[Source records]
* * *
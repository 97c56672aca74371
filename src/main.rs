use std::process::ExitCode;

use tracing_subscriber::layer::SubscriberExt;
use tracing_subscriber::util::SubscriberInitExt;

fn main() -> ExitCode {
    // Logs go to stderr; stdout carries reports and rasters.
    tracing_subscriber::registry()
        .with(
            tracing_subscriber::EnvFilter::try_from_default_env()
                .unwrap_or_else(|_| "labelspace=warn".into()),
        )
        .with(tracing_subscriber::fmt::layer().with_writer(std::io::stderr))
        .init();

    match labelspace::run() {
        Ok(()) => ExitCode::SUCCESS,
        Err(e) => {
            eprintln!("Error: {}", e);
            ExitCode::FAILURE
        }
    }
}
mod common;

use common::{bbox, car, group_row, image_kind, video_kind, video_row};
use labelspace::geometry::Bitmask;
use labelspace::rle::Mask;
use labelspace::{
    AnswerValue, Binding, ErrorKind, FeatureHash, FrameKey, Geometry, PutOptions,
    Range, SpaceId, SpaceKind,
};

fn video_id() -> SpaceId {
    SpaceId::new("video-1")
}

#[test]
fn overlap_error_then_replace_leaves_three_annotations() {
    let mut row = group_row();
    row.add_space(video_id(), video_kind()).unwrap();
    let hash = car(&mut row);

    let mut space = row.space_mut(&video_id()).unwrap();
    space
        .put_object_instance(&hash, [0u32, 1, 2], bbox(0.1, 0.1), PutOptions::default())
        .unwrap();

    let err = space
        .put_object_instance(&hash, 1u32, bbox(0.5, 0.5), PutOptions::default())
        .unwrap_err();
    assert_eq!(err.kind(), ErrorKind::OverlapConflict);
    assert!(err.to_string().contains("OverlapStrategy::Replace"));

    space
        .put_object_instance(&hash, 1u32, bbox(0.5, 0.5), PutOptions::replace())
        .unwrap();
    let annotations = space.get_object_instance_annotations(Some(&[hash.clone()][..]));
    assert_eq!(annotations.len(), 3);
    let at_one = annotations
        .iter()
        .find(|a| a.key() == FrameKey::Frame(1))
        .unwrap();
    assert_eq!(at_one.geometry(), &bbox(0.5, 0.5));
}

#[test]
fn two_entities_share_a_frame() {
    let mut row = group_row();
    row.add_space(video_id(), video_kind()).unwrap();
    let first = car(&mut row);
    let second = car(&mut row);

    let mut space = row.space_mut(&video_id()).unwrap();
    space
        .put_object_instance(&first, 4u32, bbox(0.1, 0.1), PutOptions::default())
        .unwrap();
    space
        .put_object_instance(&second, 4u32, bbox(0.4, 0.4), PutOptions::default())
        .unwrap();

    let instances = space.get_object_instances();
    assert_eq!(instances.len(), 2);
    assert_eq!(instances[0].hash(), &first);
    assert_eq!(instances[1].hash(), &second);
}

#[test]
fn binding_exclusivity_follows_placement() {
    let mut row = group_row();
    row.add_space(video_id(), video_kind()).unwrap();
    let hash = car(&mut row);

    row.space_mut(&video_id())
        .unwrap()
        .put_object_instance(&hash, [3u32, 4], bbox(0.1, 0.1), PutOptions::default())
        .unwrap();
    assert!(row.object(&hash).unwrap().is_space_bound());

    let err = row
        .object_mut(&hash)
        .unwrap()
        .set_for_frames(7u32, Some(bbox(0.2, 0.2)), PutOptions::default())
        .unwrap_err();
    assert_eq!(err.kind(), ErrorKind::BindingConflict);
    assert!(row.object(&hash).unwrap().get_annotation_frames().is_err());
    assert_eq!(
        row.add_object_instance(&hash).unwrap_err().kind(),
        ErrorKind::BindingConflict
    );

    let mut space = row.space_mut(&video_id()).unwrap();
    space.remove_object_instance_from_frames(&hash, 3u32).unwrap();
    space.remove_object_instance_from_frames(&hash, 4u32).unwrap();
    assert_eq!(row.object(&hash).unwrap().binding(), &Binding::Detached);

    row.object_mut(&hash)
        .unwrap()
        .set_for_frames(7u32, Some(bbox(0.2, 0.2)), PutOptions::default())
        .unwrap();
}

#[test]
fn static_answers_are_shared_across_spaces() {
    let mut row = group_row();
    row.add_space(video_id(), video_kind()).unwrap();
    row.add_space("image-1", image_kind()).unwrap();
    let hash = car(&mut row);

    row.space_mut(&video_id())
        .unwrap()
        .put_object_instance(&hash, 0u32, bbox(0.1, 0.1), PutOptions::default())
        .unwrap();
    row.space_mut(&"image-1".into())
        .unwrap()
        .put_object_instance(&hash, 0u32, bbox(0.6, 0.6), PutOptions::default())
        .unwrap();

    let red = AnswerValue::Radio(FeatureHash::new("opt-red"));
    row.object_mut(&hash)
        .unwrap()
        .set_answer(&"attr-colour".into(), red.clone())
        .unwrap();

    for id in [video_id(), SpaceId::new("image-1")] {
        let space = row.space(&id).unwrap();
        let instances = space.get_object_instances();
        assert_eq!(instances.len(), 1);
        assert_eq!(instances[0].get_answer(&"attr-colour".into()), Some(&red));
    }

    let video = row.space(&video_id()).unwrap();
    let image = row.space(&"image-1".into()).unwrap();
    assert_ne!(
        video.get_object_instance_annotations(None)[0].geometry(),
        image.get_object_instance_annotations(None)[0].geometry()
    );
}

#[test]
fn radio_answer_must_use_an_option_of_the_attribute() {
    let mut row = group_row();
    let hash = car(&mut row);
    let err = row
        .object_mut(&hash)
        .unwrap()
        .set_answer(
            &"attr-colour".into(),
            AnswerValue::Radio(FeatureHash::new("opt-sunny")),
        )
        .unwrap_err();
    assert_eq!(err.kind(), ErrorKind::MalformedInput);
}

#[test]
fn bitmask_extent_is_checked_on_serialization() {
    let mut row = group_row();
    row.add_space("image-1", image_kind()).unwrap();
    let sky = row.create_entity(&"obj-sky".into()).unwrap();

    let mask = Geometry::Bitmask(Bitmask::from_mask(&Mask::empty(50, 50)));
    row.space_mut(&"image-1".into())
        .unwrap()
        .put_object_instance(&sky, 0u32, mask, PutOptions::default())
        .unwrap();

    let err = row.to_wire_document().unwrap_err();
    assert_eq!(err.kind(), ErrorKind::DimensionMismatch);
    assert!(err.to_string().contains("image-1"));

    row.space_mut(&"image-1".into())
        .unwrap()
        .remove_object_instance(&sky)
        .unwrap();
    row.to_wire_document().unwrap();
}

#[test]
fn audio_space_rejects_frame_data_and_dynamic_answers() {
    let mut row = group_row();
    row.add_space("audio-1", SpaceKind::Audio).unwrap();
    let speech = row.create_entity(&"obj-speech".into()).unwrap();
    let audio = SpaceId::new("audio-1");

    row.object_mut(&speech)
        .unwrap()
        .set_for_frames(Range::new(0, 10), None, PutOptions::default())
        .unwrap();
    let err = row
        .space_mut(&audio)
        .unwrap()
        .put_object_instance(&speech, Range::new(0, 10), None, PutOptions::default())
        .unwrap_err();
    assert_eq!(err.kind(), ErrorKind::UnsupportedForSpace);
    assert!(err.to_string().contains("frames data"));

    row.object_mut(&speech)
        .unwrap()
        .remove_from_frames(Range::new(0, 10))
        .unwrap();
    let mut space = row.space_mut(&audio).unwrap();
    space
        .put_object_instance(&speech, Range::new(100, 200), None, PutOptions::default())
        .unwrap();

    let err = space
        .put_object_instance(&speech, Range::new(150, 250), None, PutOptions::default())
        .unwrap_err();
    assert_eq!(err.kind(), ErrorKind::OverlapConflict);

    let err = space
        .set_answer_on_frames(&speech, &"attr-speaker".into(), "alice", 0u32)
        .unwrap_err();
    assert_eq!(err.kind(), ErrorKind::UnsupportedForSpace);

    let annotations = space.get_object_instance_annotations(None);
    assert_eq!(annotations.len(), 1);
    assert_eq!(annotations[0].geometry(), &Geometry::Range(Range::new(100, 200)));
}

#[test]
fn audio_replace_carves_overlapping_ranges() {
    let mut row = group_row();
    row.add_space("audio-1", SpaceKind::Audio).unwrap();
    let speech = row.create_entity(&"obj-speech".into()).unwrap();
    let mut space = row.space_mut(&"audio-1".into()).unwrap();

    space
        .put_object_instance(&speech, Range::new(0, 100), None, PutOptions::default())
        .unwrap();
    space
        .put_object_instance(&speech, Range::new(40, 60), None, PutOptions::replace())
        .unwrap();

    let keys: Vec<FrameKey> = space
        .get_object_instance_annotations(None)
        .iter()
        .map(|a| a.key())
        .collect();
    assert_eq!(keys.len(), 3);
    for range in [Range::new(0, 40), Range::new(40, 60), Range::new(60, 100)] {
        assert!(keys.contains(&FrameKey::Range(range)), "{range:?} missing");
    }
}

#[test]
fn uninitialised_row_rejects_space_edits() {
    let mut row = labelspace::LabelRow::new(common::ontology(), Default::default());
    assert_eq!(
        row.root_space_mut().unwrap_err().kind(),
        ErrorKind::NotInitialised
    );
    assert_eq!(
        row.add_space(video_id(), video_kind()).unwrap_err().kind(),
        ErrorKind::NotInitialised
    );
}

#[test]
fn dynamic_answers_follow_space_placement() {
    let mut row = group_row();
    row.add_space(video_id(), video_kind()).unwrap();
    let hash = car(&mut row);
    let moving = FeatureHash::new("attr-moving");
    let yes = AnswerValue::Radio(FeatureHash::new("opt-moving-yes"));

    row.object_mut(&hash)
        .unwrap()
        .set_dynamic_answer(&moving, yes.clone(), [0u32, 1, 9])
        .unwrap();
    row.space_mut(&video_id())
        .unwrap()
        .put_object_instance(&hash, [0u32, 1, 2], bbox(0.1, 0.1), PutOptions::default())
        .unwrap();

    // The detached API is closed once the object is on a space.
    assert_eq!(
        row.object(&hash)
            .unwrap()
            .get_dynamic_answers(&moving)
            .unwrap_err()
            .kind(),
        ErrorKind::BindingConflict
    );

    let mut space = row.space_mut(&video_id()).unwrap();
    let answers = space.get_answer_on_frames(&hash, &moving, None).unwrap();
    assert_eq!(answers.len(), 1);
    assert_eq!(answers[0].answer, yes);
    assert_eq!(answers[0].ranges, vec![Range::new(0, 2)]);

    // Frame 30 has no annotation and is ignored.
    space
        .set_answer_on_frames(&hash, &moving, yes.clone(), [2u32, 30])
        .unwrap();
    let answers = space.get_answer_on_frames(&hash, &moving, None).unwrap();
    assert_eq!(answers[0].ranges, vec![Range::new(0, 3)]);

    space.remove_answer_from_frame(&hash, &moving, 1).unwrap();
    let answers = space.get_answer_on_frames(&hash, &moving, None).unwrap();
    assert_eq!(answers[0].ranges, vec![Range::new(0, 1), Range::new(2, 3)]);

    space.remove_object_instance(&hash).unwrap();
    let err = space.get_answer_on_frames(&hash, &moving, None).unwrap_err();
    assert_eq!(err.kind(), ErrorKind::BindingConflict);
    assert_eq!(err.to_string(), "This object does not exist on this space.");
}

#[test]
fn classification_is_unique_per_feature_and_frame() {
    let mut row = video_row();
    let first = row.create_entity(&"cls-weather".into()).unwrap();
    let second = row.create_entity(&"cls-weather".into()).unwrap();
    let tags = row.create_entity(&"cls-tags".into()).unwrap();

    let mut root = row.root_space_mut().unwrap();
    root.put_classification_instance(&first, [0u32, 1, 2], PutOptions::default())
        .unwrap();
    root.put_classification_instance(&tags, 1u32, PutOptions::default())
        .unwrap();
    let err = root
        .put_classification_instance(&second, 2u32, PutOptions::default())
        .unwrap_err();
    assert_eq!(err.kind(), ErrorKind::OverlapConflict);

    root.put_classification_instance(&second, 2u32, PutOptions::replace())
        .unwrap();
    assert_eq!(root.get_classification_instance_annotations(None).len(), 4);
    assert_eq!(
        root.get_classification_instance_annotations(Some(&[first.clone()][..]))
            .len(),
        2
    );
}

#[test]
fn root_space_sees_label_row_classifications() {
    let mut row = video_row();
    let attached = row.create_entity(&"cls-weather".into()).unwrap();
    let placed = row.create_entity(&"cls-weather".into()).unwrap();
    row.classification_mut(&attached)
        .unwrap()
        .set_for_frames([0u32, 1], PutOptions::default())
        .unwrap();
    row.add_classification_instance(&attached).unwrap();

    let err = row
        .root_space_mut()
        .unwrap()
        .put_classification_instance(&placed, 0u32, PutOptions::default())
        .unwrap_err();
    assert_eq!(err.kind(), ErrorKind::OverlapConflict);
    assert_eq!(row.classification(&placed).unwrap().binding(), &Binding::Detached);

    row.root_space_mut()
        .unwrap()
        .put_classification_instance(&placed, 0u32, PutOptions::replace())
        .unwrap();
    assert_eq!(
        row.classification(&attached)
            .unwrap()
            .get_annotation_frames()
            .unwrap(),
        vec![FrameKey::Frame(1)]
    );
    assert_eq!(
        row.root_space()
            .unwrap()
            .get_classification_instance_annotations(None)
            .len(),
        1
    );

    // Non-root spaces keep their own uniqueness scope.
    row.add_space(video_id(), video_kind()).unwrap();
    let other = row.create_entity(&"cls-weather".into()).unwrap();
    row.space_mut(&video_id())
        .unwrap()
        .put_classification_instance(&other, 1u32, PutOptions::default())
        .unwrap();
}

#[test]
fn label_row_object_edits_are_bounded() {
    let mut row = video_row();
    let hash = car(&mut row);
    row.object_mut(&hash)
        .unwrap()
        .set_for_frames(0u32, Some(bbox(0.1, 0.1)), PutOptions::default())
        .unwrap();
    row.add_object_instance(&hash).unwrap();

    let err = row
        .object_mut(&hash)
        .unwrap()
        .set_for_frames(500u32, Some(bbox(0.1, 0.1)), PutOptions::default())
        .unwrap_err();
    assert_eq!(err.kind(), ErrorKind::BindingConflict);

    let err = row
        .set_object_frames(&hash, 500u32, Some(bbox(0.1, 0.1)), PutOptions::default())
        .unwrap_err();
    assert_eq!(err.kind(), ErrorKind::MalformedInput);
    assert_eq!(
        row.object(&hash).unwrap().get_annotation_frames().unwrap(),
        vec![FrameKey::Frame(0)]
    );

    row.set_object_frames(&hash, 0u32, Some(bbox(0.3, 0.3)), PutOptions::replace())
        .unwrap();
    row.set_object_frames(&hash, 49u32, Some(bbox(0.3, 0.3)), PutOptions::default())
        .unwrap();
    assert_eq!(
        row.object(&hash).unwrap().get_annotation_frames().unwrap(),
        vec![FrameKey::Frame(0), FrameKey::Frame(49)]
    );
}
* * *
[What to do]
Print only what lies in the material above starting at the line with "fn video_id() ->" and ending at the line with "let second = car(&mut row);", every line exactly as given.

[Written response]
fn video_id() -> SpaceId {
    SpaceId::new("video-1")
}

#[test]
fn overlap_error_then_replace_leaves_three_annotations() {
    let mut row = group_row();
    row.add_space(video_id(), video_kind()).unwrap();
    let hash = car(&mut row);

    let mut space = row.space_mut(&video_id()).unwrap();
    space
        .put_object_instance(&hash, [0u32, 1, 2], bbox(0.1, 0.1), PutOptions::default())
        .unwrap();

    let err = space
        .put_object_instance(&hash, 1u32, bbox(0.5, 0.5), PutOptions::default())
        .unwrap_err();
    assert_eq!(err.kind(), ErrorKind::OverlapConflict);
    assert!(err.to_string().contains("OverlapStrategy::Replace"));

    space
        .put_object_instance(&hash, 1u32, bbox(0.5, 0.5), PutOptions::replace())
        .unwrap();
    let annotations = space.get_object_instance_annotations(Some(&[hash.clone()][..]));
    assert_eq!(annotations.len(), 3);
    let at_one = annotations
        .iter()
        .find(|a| a.key() == FrameKey::Frame(1))
        .unwrap();
    assert_eq!(at_one.geometry(), &bbox(0.5, 0.5));
}

#[test]
fn two_entities_share_a_frame() {
    let mut row = group_row();
    row.add_space(video_id(), video_kind()).unwrap();
    let first = car(&mut row);
    let second = car(&mut row);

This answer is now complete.